The best sources of beta-carotene are kale, deep yellow to orange fruits, and vegetables. Beta-carotene has antioxidant properties, but if you take too much of it in the form of nutritional supplements, your health is at risk. An overdose of vitamin A can quickly lead to cardiovascular problems, and too much calcium can lead to constipation.

You are better off getting the vitamin A you need by eating spinach, red peppers, tomatoes, broccoli and apricots. It is also not necessary to take magnesium as a nutritional supplement. Magnesium is found in oats, pumpkin seeds, green leafy vegetables, nuts, legumes, dried fruits and cocoa.

You should only take magnesium supplements if your regularly suffer from muscle and calf cramps. But be careful: a sharp increase in magnesium levels in the body can lead to complaints of the nervous system and heart.

Long-term, high-dose intake of certain vitamin B supplements increases the risk of lung cancer in men. Contrary to what is sometimes assumed, vitamin B supplements do not protect against lung cancer, but can even be harmful, writes the team led by Theodore Brasky from Ohio State University.

The B vitamins are a group of eight vitamins, all of which serve as precursors for coenzymes. Vitamins B3, B6 and B12 can be found in foods such as meat, liver, fish and wholegrain products, in nuts, vegetables, potatoes and carrots, legumes, eggs and dairy products.

An overdose of zinc can lead to symptoms of poisoning, as zinc is a heavy metal. Too much of it can do more harm than good. Our body needs zinc, of course, but it is found in sufficient quantities in germinated grains, sunflower seeds, nuts, broccoli, Brussels sprouts, parsley, chives, radishes, kohlrabi, celery, asparagus, pumpkin, raspberries, strawberries and rhubarb.

The best-selling and most frequently consumed vitamin is still vitamin C. The same applies here: too much vitamin C is more likely to cause harm than do good. Too much vitamin C leads to stomach and digestive problems. The recommended daily vitamin C intake is 110 mg for men and 95 mg for women. The recommended amount for pregnant women is 105 mg, and for breastfeeding women 125 mg per day.

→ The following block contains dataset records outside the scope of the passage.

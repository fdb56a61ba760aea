//! Projection of the cache into what the kitchen display shows.

use std::fmt::Write as _;

use chrono::{Local, TimeZone};
use rust_decimal::{Decimal, RoundingStrategy};
use shared::domain::{Filter, Order, OrderId, OrderStatus};
use tracing::warn;

use crate::{
    locale::{Locale, INVALID_TIME},
    reconcile::{parse_timestamp, BoardState},
};

#[derive(Debug, Clone, PartialEq, Eq)]
pub struct BoardView {
    pub filter: Filter,
    pub pending_count: usize,
    pub pending_label: String,
    pub cards: Vec<OrderCard>,
    /// Placeholder text, present only when no card matches the filter.
    pub empty_placeholder: Option<String>,
}

#[derive(Debug, Clone, PartialEq, Eq)]
pub struct OrderCard {
    pub order_id: OrderId,
    pub order_number: String,
    pub status: OrderStatus,
    pub badge: StatusBadge,
    pub time: String,
    pub items_heading: String,
    pub lines: Vec<ItemLine>,
    pub notes: Option<String>,
    pub notes_label: String,
    pub total_label: String,
    pub total: String,
    pub action: Option<StatusAction>,
    pub delete_label: String,
}

#[derive(Debug, Clone, PartialEq, Eq)]
pub struct StatusBadge {
    pub label: String,
    pub css_class: &'static str,
}

#[derive(Debug, Clone, PartialEq, Eq)]
pub struct ItemLine {
    pub quantity: u32,
    pub name: String,
    pub subtotal: String,
}

#[derive(Debug, Clone, PartialEq, Eq)]
pub struct StatusAction {
    pub next: OrderStatus,
    pub label: String,
    pub css_class: &'static str,
}

impl BoardView {
    pub fn project(state: &BoardState, locale: Locale) -> Self {
        Self::project_in(state, locale, &Local)
    }

    pub fn project_in<Tz: TimeZone>(state: &BoardState, locale: Locale, tz: &Tz) -> Self
    where
        Tz::Offset: std::fmt::Display,
    {
        let pending_count = state.pending_count();
        let cards: Vec<OrderCard> = state
            .visible()
            .map(|order| OrderCard::project(order, locale, tz))
            .collect();
        let empty_placeholder = cards
            .is_empty()
            .then(|| locale.no_orders().to_string());

        Self {
            filter: state.filter(),
            pending_count,
            pending_label: locale.pending_count(pending_count),
            cards,
            empty_placeholder,
        }
    }
}

impl OrderCard {
    fn project<Tz: TimeZone>(order: &Order, locale: Locale, tz: &Tz) -> Self
    where
        Tz::Offset: std::fmt::Display,
    {
        Self {
            order_id: order.id,
            order_number: order.order_number.clone(),
            status: order.status,
            badge: StatusBadge {
                label: locale.status_label(order.status).to_string(),
                css_class: badge_class(order.status),
            },
            time: format_order_time(order.id, &order.created_at, tz),
            items_heading: locale.items_heading().to_string(),
            lines: order
                .items
                .iter()
                .map(|item| ItemLine {
                    quantity: item.quantity,
                    name: item.name.clone(),
                    subtotal: format_money(item.subtotal()),
                })
                .collect(),
            notes: order
                .notes
                .as_deref()
                .map(str::trim)
                .filter(|notes| !notes.is_empty())
                .map(str::to_string),
            notes_label: locale.notes_label().to_string(),
            total_label: locale.total_label().to_string(),
            total: format_money(order.total_amount),
            action: order.status.next().map(|next| StatusAction {
                next,
                label: locale.action_label(next).to_string(),
                css_class: action_class(next),
            }),
            delete_label: locale.delete_label().to_string(),
        }
    }
}

pub fn format_money(amount: Decimal) -> String {
    format!(
        "{:.2}",
        amount.round_dp_with_strategy(2, RoundingStrategy::MidpointAwayFromZero)
    )
}

/// Local `HH:MM` of an order timestamp, or the invalid-time marker.
pub fn format_order_time<Tz: TimeZone>(order_id: OrderId, raw: &str, tz: &Tz) -> String
where
    Tz::Offset: std::fmt::Display,
{
    match parse_timestamp(raw) {
        Some(created_at) => created_at.with_timezone(tz).format("%H:%M").to_string(),
        None => {
            warn!(order_id = order_id.0, created_at = raw, "render: unparseable order timestamp");
            INVALID_TIME.to_string()
        }
    }
}

fn badge_class(status: OrderStatus) -> &'static str {
    match status {
        OrderStatus::Pending => "bg-warning",
        OrderStatus::Received => "bg-info",
        OrderStatus::Cooking => "bg-primary",
        OrderStatus::Ready => "bg-success",
        OrderStatus::Completed | OrderStatus::Unknown => "bg-secondary",
    }
}

fn action_class(next: OrderStatus) -> &'static str {
    match next {
        OrderStatus::Received => "btn-info",
        OrderStatus::Cooking => "btn-primary",
        OrderStatus::Ready => "btn-success",
        _ => "btn-secondary",
    }
}

/// Renders the board as an HTML fragment: pending counter, card list and placeholder.
pub fn render_html(view: &BoardView) -> String {
    let mut html = String::new();
    let _ = writeln!(
        html,
        r#"<span id="pending-count" class="badge bg-danger">{}</span>"#,
        escape_html(&view.pending_label)
    );
    html.push_str("<div id=\"orders-container\" class=\"row\">\n");
    for card in &view.cards {
        render_card(&mut html, card);
    }
    html.push_str("</div>\n");

    match &view.empty_placeholder {
        Some(text) => {
            let _ = writeln!(
                html,
                r#"<div id="no-orders" class="text-center">{}</div>"#,
                escape_html(text)
            );
        }
        None => html.push_str("<div id=\"no-orders\" class=\"text-center d-none\"></div>\n"),
    }
    html
}

fn render_card(html: &mut String, card: &OrderCard) {
    let _ = writeln!(
        html,
        r#"<div class="col-lg-4 col-md-6"><div class="order-card status-{status}" data-order-id="{id}">"#,
        status = card.status,
        id = card.order_id.0
    );
    let _ = writeln!(
        html,
        r#"<div class="order-header"><div class="order-number">{}</div><span class="badge {}">{}</span><div class="order-time">⏰ {}</div></div>"#,
        escape_html(&card.order_number),
        card.badge.css_class,
        escape_html(&card.badge.label),
        escape_html(&card.time)
    );

    let _ = writeln!(
        html,
        r#"<div class="order-items"><h6>{}</h6>"#,
        escape_html(&card.items_heading)
    );
    for line in &card.lines {
        let _ = writeln!(
            html,
            r#"<div class="order-item"><span>{}x {}</span><span class="text-success">${}</span></div>"#,
            line.quantity,
            escape_html(&line.name),
            line.subtotal
        );
    }
    html.push_str("</div>\n");

    if let Some(notes) = &card.notes {
        let _ = writeln!(
            html,
            r#"<div class="alert alert-info"><small><strong>{}</strong> {}</small></div>"#,
            escape_html(&card.notes_label),
            escape_html(notes)
        );
    }

    let _ = writeln!(
        html,
        r#"<div class="order-footer"><strong>{}<span class="order-total">${}</span></strong></div>"#,
        escape_html(&card.total_label),
        card.total
    );

    html.push_str("<div class=\"status-buttons\">");
    if let Some(action) = &card.action {
        let _ = write!(
            html,
            r#"<button class="btn {} btn-sm" data-action="status" data-order-id="{}" data-next-status="{}">{}</button>"#,
            action.css_class,
            card.order_id.0,
            action.next,
            escape_html(&action.label)
        );
    }
    html.push_str("</div>\n");
    let _ = writeln!(
        html,
        r#"<div><button class="btn btn-danger btn-sm" data-action="delete" data-order-id="{}">{}</button></div>"#,
        card.order_id.0,
        escape_html(&card.delete_label)
    );
    html.push_str("</div></div>\n");
}

pub fn escape_html(raw: &str) -> String {
    let mut escaped = String::with_capacity(raw.len());
    for ch in raw.chars() {
        match ch {
            '&' => escaped.push_str("&amp;"),
            '<' => escaped.push_str("&lt;"),
            '>' => escaped.push_str("&gt;"),
            '"' => escaped.push_str("&quot;"),
            '\'' => escaped.push_str("&#39;"),
            other => escaped.push(other),
        }
    }
    escaped
}

#[cfg(test)]
#[path = "tests/render_tests.rs"]
mod tests;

These values take into account metabolic losses and safety margins, writes the consumer advice centre. You are better to avoid high-dose vitamin C supplements.

There are plenty of foods, including locally grown foods, that are rich in vitamin C. Red peppers contain the most vitamin C at 140 mg per 100 g, and many types of cabbage, spinach and horseradish also have high levels of vitamin C. Broccoli, sea buckthorn and rose hips even outstrip imported classics like oranges and lemons.

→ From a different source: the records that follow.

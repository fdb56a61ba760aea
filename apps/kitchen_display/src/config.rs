use std::{fs, path::PathBuf, str::FromStr, time::Duration};

use client_core::Locale;
use serde::Deserialize;
use shared::domain::Filter;
use tracing::warn;

pub const DEFAULT_CONFIG_PATH: &str = "kitchen.toml";

#[derive(Debug, Clone, PartialEq)]
pub struct Settings {
    pub server_url: String,
    pub filter: Filter,
    pub locale: Locale,
    pub reload_interval_secs: u64,
    pub confirmation_timeout_secs: u64,
    pub reconnect_delay_secs: u64,
    pub html_out: Option<PathBuf>,
    pub assume_yes: bool,
}

impl Default for Settings {
    fn default() -> Self {
        Self {
            server_url: "http://127.0.0.1:5000".into(),
            filter: Filter::All,
            locale: Locale::ZhTw,
            reload_interval_secs: 30,
            confirmation_timeout_secs: 5,
            reconnect_delay_secs: 3,
            html_out: None,
            assume_yes: false,
        }
    }
}

impl Settings {
    pub fn reload_interval(&self) -> Duration {
        Duration::from_secs(self.reload_interval_secs.max(1))
    }

    pub fn confirmation_timeout(&self) -> Duration {
        Duration::from_secs(self.confirmation_timeout_secs.max(1))
    }

    pub fn reconnect_delay(&self) -> Duration {
        Duration::from_secs(self.reconnect_delay_secs.max(1))
    }
}

#[derive(Debug, Default, Deserialize)]
#[serde(default)]
struct FileSettings {
    server_url: Option<String>,
    filter: Option<String>,
    locale: Option<String>,
    reload_interval_secs: Option<u64>,
    confirmation_timeout_secs: Option<u64>,
    reconnect_delay_secs: Option<u64>,
    html_out: Option<PathBuf>,
    assume_yes: Option<bool>,
}

pub fn load_settings(path: Option<PathBuf>) -> Settings {
    let path = path.unwrap_or_else(|| PathBuf::from(DEFAULT_CONFIG_PATH));
    let mut settings = Settings::default();

    match fs::read_to_string(&path) {
        Ok(raw) => apply_file(&mut settings, &raw),
        Err(err) if err.kind() == std::io::ErrorKind::NotFound => {}
        Err(err) => warn!(path = %path.display(), error = %err, "config: cannot read settings file"),
    }
    apply_env(&mut settings, |key| std::env::var(key).ok());

    settings
}

fn apply_file(settings: &mut Settings, raw: &str) {
    let file_cfg = match toml::from_str::<FileSettings>(raw) {
        Ok(file_cfg) => file_cfg,
        Err(err) => {
            warn!(error = %err, "config: ignoring malformed settings file");
            return;
        }
    };

    if let Some(v) = file_cfg.server_url {
        settings.server_url = v;
    }
    if let Some(v) = file_cfg.filter {
        set_parsed(&mut settings.filter, "filter", &v);
    }
    if let Some(v) = file_cfg.locale {
        set_parsed(&mut settings.locale, "locale", &v);
    }
    if let Some(v) = file_cfg.reload_interval_secs {
        settings.reload_interval_secs = v;
    }
    if let Some(v) = file_cfg.confirmation_timeout_secs {
        settings.confirmation_timeout_secs = v;
    }
    if let Some(v) = file_cfg.reconnect_delay_secs {
        settings.reconnect_delay_secs = v;
    }
    if file_cfg.html_out.is_some() {
        settings.html_out = file_cfg.html_out;
    }
    if let Some(v) = file_cfg.assume_yes {
        settings.assume_yes = v;
    }
}

fn apply_env(settings: &mut Settings, var: impl Fn(&str) -> Option<String>) {
    if let Some(v) = var("KITCHEN_SERVER_URL") {
        settings.server_url = v;
    }
    if let Some(v) = var("APP__SERVER_URL") {
        settings.server_url = v;
    }

    if let Some(v) = var("APP__FILTER") {
        set_parsed(&mut settings.filter, "APP__FILTER", &v);
    }
    if let Some(v) = var("APP__LOCALE") {
        set_parsed(&mut settings.locale, "APP__LOCALE", &v);
    }

    if let Some(v) = var("APP__RELOAD_INTERVAL_SECS") {
        set_parsed(&mut settings.reload_interval_secs, "APP__RELOAD_INTERVAL_SECS", &v);
    }
    if let Some(v) = var("APP__CONFIRMATION_TIMEOUT_SECS") {
        set_parsed(
            &mut settings.confirmation_timeout_secs,
            "APP__CONFIRMATION_TIMEOUT_SECS",
            &v,
        );
    }
    if let Some(v) = var("APP__RECONNECT_DELAY_SECS") {
        set_parsed(&mut settings.reconnect_delay_secs, "APP__RECONNECT_DELAY_SECS", &v);
    }

    if let Some(v) = var("APP__HTML_OUT") {
        settings.html_out = Some(PathBuf::from(v));
    }
}

fn set_parsed<T: FromStr>(slot: &mut T, key: &str, raw: &str)
where
    T::Err: std::fmt::Display,
{
    match raw.parse::<T>() {
        Ok(value) => *slot = value,
        Err(err) => warn!(key, value = raw, error = %err, "config: ignoring invalid value"),
    }
}

#[cfg(test)]
#[path = "tests/config_tests.rs"]
mod tests;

In the case of all vitamin pills it is important to note that only a prudent dosage protects against damage, and not all risks have yet been researched. Experts also warn against multivitamin juices fortified with artificial vitamins.

If you don’t want to renounce nutritional supplements entirely, you should buy them from a pharmacy if possible. At least this way, you can get advice from the pharmacist. Avoid ordering vitamin products on the Internet – some of the products on offer are not what they seem. Do not take vitamins prophylactically or to protect against illness, but only after consulting with your doctor and receiving the appropriate diagnosis.